One of the talks I listened to this week was Lynn Robbins', "What Manner of Men Ought Ye to Be?"  He said, "Many of us create to do lists to remind us of things we want to accomplish.  But people rarely have to be lists.  Why?  To do's are activities or events that can be checked off the list when done.  To be, however, is never done.  You can't earn checkmarks with to be's."  Elder Robbins emphasized we must do then be, be then do.  He's right.  He's so right.  Faith without works is dead; likewise, works without faith is fruitless.  To be's would be a great addition to my to do list.

For the sake of this blog post, here is a combined to-be-do (sounds like a do-wop chorus doesn't it?) list.  I made it after the fact from the events of the past week.  

Make a blanket for the crib.

It’s not much, just two pieces of flannel with some warm and natural batting tied in between with cotton binding around the edge, but it works.  We were plumb out of baby quilts and you can’t have babies come to visit if you don’t have a blanket for them.   
Make tamales.

It’s been a couple of years since we’ve made them, but Calvin and I made a couple dozen the other night.  We tried a new method.  They weren’t very good.  You can’t shortcut a tamale.  It just doesn’t work.  Good thing we didn't make eleven dozen -- that would be expensive chicken feed.

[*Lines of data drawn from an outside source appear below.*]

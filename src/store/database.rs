use super::entry::{Entry, now_millis};
use super::{Storage, StorageResult, WriteBatch, compose_key};
use std::ops::Bound;

/// Number of keys RANDOMKEY samples from its resume point.
const RANDOM_KEY_SAMPLE: usize = 60;

/// One page of an enumeration: the keys found and, when the range is not
/// exhausted, the last key returned (the resume point for the next page).
#[derive(Debug, Default, Clone, PartialEq)]
pub struct ScanPage {
    pub keys: Vec<Vec<u8>>,
    pub next: Option<Vec<u8>>,
}

/// Keyspace figures of one namespace, as reported by INFO.
#[derive(Debug, Default, Clone, Copy, PartialEq, Eq)]
pub struct KeyStats {
    pub keys: usize,
    pub expires: usize,
}

/// A view of the store confined to one namespace.
///
/// Every key handed in or out is a user key; the namespace prefix is added
/// and stripped here and nowhere else. Expired entries are invisible.
#[derive(Debug, Clone, Copy)]
pub struct Database<'a> {
    namespace: &'a str,
}

impl<'a> Database<'a> {
    pub fn new(namespace: &'a str) -> Self {
        Database { namespace }
    }

    fn header_len(&self) -> usize {
        1 + self.namespace.len()
    }

    /// Live entry for `key`, if any.
    pub fn get<'s, S: Storage + ?Sized>(
        &self,
        storage: &'s S,
        key: &[u8],
    ) -> StorageResult<Option<&'s Entry>> {
        let entry = storage.get(&compose_key(self.namespace, key))?;
        Ok(entry.filter(|e| !e.is_expired()))
    }

    /// Count how many of `keys` are live. Repeated keys count repeatedly.
    pub fn exists<S: Storage + ?Sized>(&self, storage: &S, keys: &[&[u8]]) -> StorageResult<usize> {
        let mut count = 0;
        for key in keys {
            if self.get(storage, key)?.is_some() {
                count += 1;
            }
        }
        Ok(count)
    }

    pub fn put<S: Storage + ?Sized>(
        &self,
        storage: &mut S,
        key: &[u8],
        entry: Entry,
    ) -> StorageResult<()> {
        storage.put(compose_key(self.namespace, key), entry)
    }

    /// Delete `key`. Returns whether a live key was removed; deleting a
    /// missing key is not an error.
    pub fn delete<S: Storage + ?Sized>(&self, storage: &mut S, key: &[u8]) -> StorageResult<bool> {
        let existed = self.get(&*storage, key)?.is_some();
        storage.delete(compose_key(self.namespace, key))?;
        Ok(existed)
    }

    pub fn key_type<S: Storage + ?Sized>(
        &self,
        storage: &S,
        key: &[u8],
    ) -> StorageResult<Option<&'static str>> {
        Ok(self.get(storage, key)?.map(|e| e.value.type_name()))
    }

    /// Enumerate up to `limit` live keys starting with `prefix`, strictly
    /// after `cursor` (an empty cursor starts at the beginning).
    ///
    /// The iterator never leaves this namespace's key range, whatever the
    /// cursor holds. An engine error discards the partial page.
    pub fn scan<S: Storage + ?Sized>(
        &self,
        storage: &S,
        cursor: &[u8],
        limit: usize,
        prefix: &[u8],
    ) -> StorageResult<ScanPage> {
        let limit = limit.max(1);
        let range_prefix = compose_key(self.namespace, prefix);
        let start_key = compose_key(self.namespace, cursor);
        let start = if cursor.is_empty() || start_key < range_prefix {
            Bound::Included(range_prefix.as_slice())
        } else {
            Bound::Excluded(start_key.as_slice())
        };

        let now = now_millis();
        let mut keys = Vec::new();
        let mut has_more = false;
        for item in storage.iter_from(start) {
            let (raw, entry) = item?;
            if !raw.starts_with(&range_prefix) {
                break;
            }
            if entry.is_expired_at(now) {
                continue;
            }
            if keys.len() == limit {
                has_more = true;
                break;
            }
            keys.push(raw[self.header_len()..].to_vec());
        }

        let next = if has_more { keys.last().cloned() } else { None };
        Ok(ScanPage { keys, next })
    }

    /// All live keys starting with `prefix`.
    pub fn keys<S: Storage + ?Sized>(&self, storage: &S, prefix: &[u8]) -> StorageResult<Vec<Vec<u8>>> {
        let range_prefix = compose_key(self.namespace, prefix);
        let now = now_millis();
        let mut keys = Vec::new();
        for item in storage.iter_from(Bound::Included(range_prefix.as_slice())) {
            let (raw, entry) = item?;
            if !raw.starts_with(&range_prefix) {
                break;
            }
            if !entry.is_expired_at(now) {
                keys.push(raw[self.header_len()..].to_vec());
            }
        }
        Ok(keys)
    }

    /// Pick a random live key near `cursor`, wrapping to the start of the
    /// namespace when nothing follows it.
    pub fn random_key<S: Storage + ?Sized>(
        &self,
        storage: &S,
        cursor: &[u8],
    ) -> StorageResult<Option<Vec<u8>>> {
        use rand::seq::SliceRandom;

        let mut page = self.scan(storage, cursor, RANDOM_KEY_SAMPLE, b"")?;
        if page.keys.is_empty() && !cursor.is_empty() {
            page = self.scan(storage, b"", RANDOM_KEY_SAMPLE, b"")?;
        }
        let mut rng = rand::thread_rng();
        Ok(page.keys.choose(&mut rng).cloned())
    }

    /// Number of live keys in this namespace.
    pub fn dbsize<S: Storage + ?Sized>(&self, storage: &S) -> StorageResult<usize> {
        Ok(self.key_stats(storage)?.keys)
    }

    /// Live key count and how many of those keys carry a TTL.
    pub fn key_stats<S: Storage + ?Sized>(&self, storage: &S) -> StorageResult<KeyStats> {
        let range_prefix = compose_key(self.namespace, b"");
        let now = now_millis();
        let mut stats = KeyStats::default();
        for item in storage.iter_from(Bound::Included(range_prefix.as_slice())) {
            let (raw, entry) = item?;
            if !raw.starts_with(&range_prefix) {
                break;
            }
            if entry.is_expired_at(now) {
                continue;
            }
            stats.keys += 1;
            if entry.expires_at.is_some() {
                stats.expires += 1;
            }
        }
        Ok(stats)
    }

    /// Remove every key of this namespace, expired ones included.
    pub fn flush_db<S: Storage + ?Sized>(&self, storage: &mut S) -> StorageResult<usize> {
        let range_prefix = compose_key(self.namespace, b"");
        let mut batch = WriteBatch::new();
        for item in storage.iter_from(Bound::Included(range_prefix.as_slice())) {
            let (raw, _) = item?;
            if !raw.starts_with(&range_prefix) {
                break;
            }
            batch.delete(raw.to_vec());
        }
        let removed = batch.len();
        storage.write(batch)?;
        Ok(removed)
    }
}

/// Remove every key of every namespace.
pub fn flush_all<S: Storage + ?Sized>(storage: &mut S) -> StorageResult<usize> {
    let mut batch = WriteBatch::new();
    for item in storage.iter_from(Bound::Unbounded) {
        let (raw, _) = item?;
        batch.delete(raw.to_vec());
    }
    let removed = batch.len();
    storage.write(batch)?;
    Ok(removed)
}

/// Page through the members of one collection value, in member order.
///
/// Same contract as [`Database::scan`]: members strictly after `cursor`,
/// filtered by `prefix`, at most `limit`, with the resume point set only
/// when more members remain.
pub fn scan_members<'v, T, I>(
    members: I,
    cursor: &[u8],
    limit: usize,
    prefix: &[u8],
) -> (Vec<(&'v [u8], T)>, Option<Vec<u8>>)
where
    I: IntoIterator<Item = (&'v [u8], T)>,
{
    let limit = limit.max(1);
    let mut page = Vec::new();
    let mut has_more = false;
    for (member, extra) in members {
        if !cursor.is_empty() && member <= cursor {
            continue;
        }
        if !member.starts_with(prefix) {
            continue;
        }
        if page.len() == limit {
            has_more = true;
            break;
        }
        page.push((member, extra));
    }
    let next = if has_more {
        page.last().map(|(m, _)| m.to_vec())
    } else {
        None
    };
    (page, next)
}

Go to a baby shower for Levin.

Betty Lybbert.  Betty goes to each bridal and baby shower.  Each one.  She makes an apron
for the brides and a blanket for the babies.  She does beautiful work.

Good friends held a baby shower for Cali and Levin.  I never cease to be amazed and humbled at how generously women support new wives and mothers who are beginning their journey.

Shelly organized a fun game of Concentration using labor, delivery, and mothering terms.  Each match had a candy bar attached to it.  For the life of me all I can remember now is the candy bar that went with engorgement.  No, it wasn’t Milky Way.  Everybody guessed that and they were wrong.  It was Whoppers.  Oh wait.  I remember another one:  The prize for toddler was Runts. 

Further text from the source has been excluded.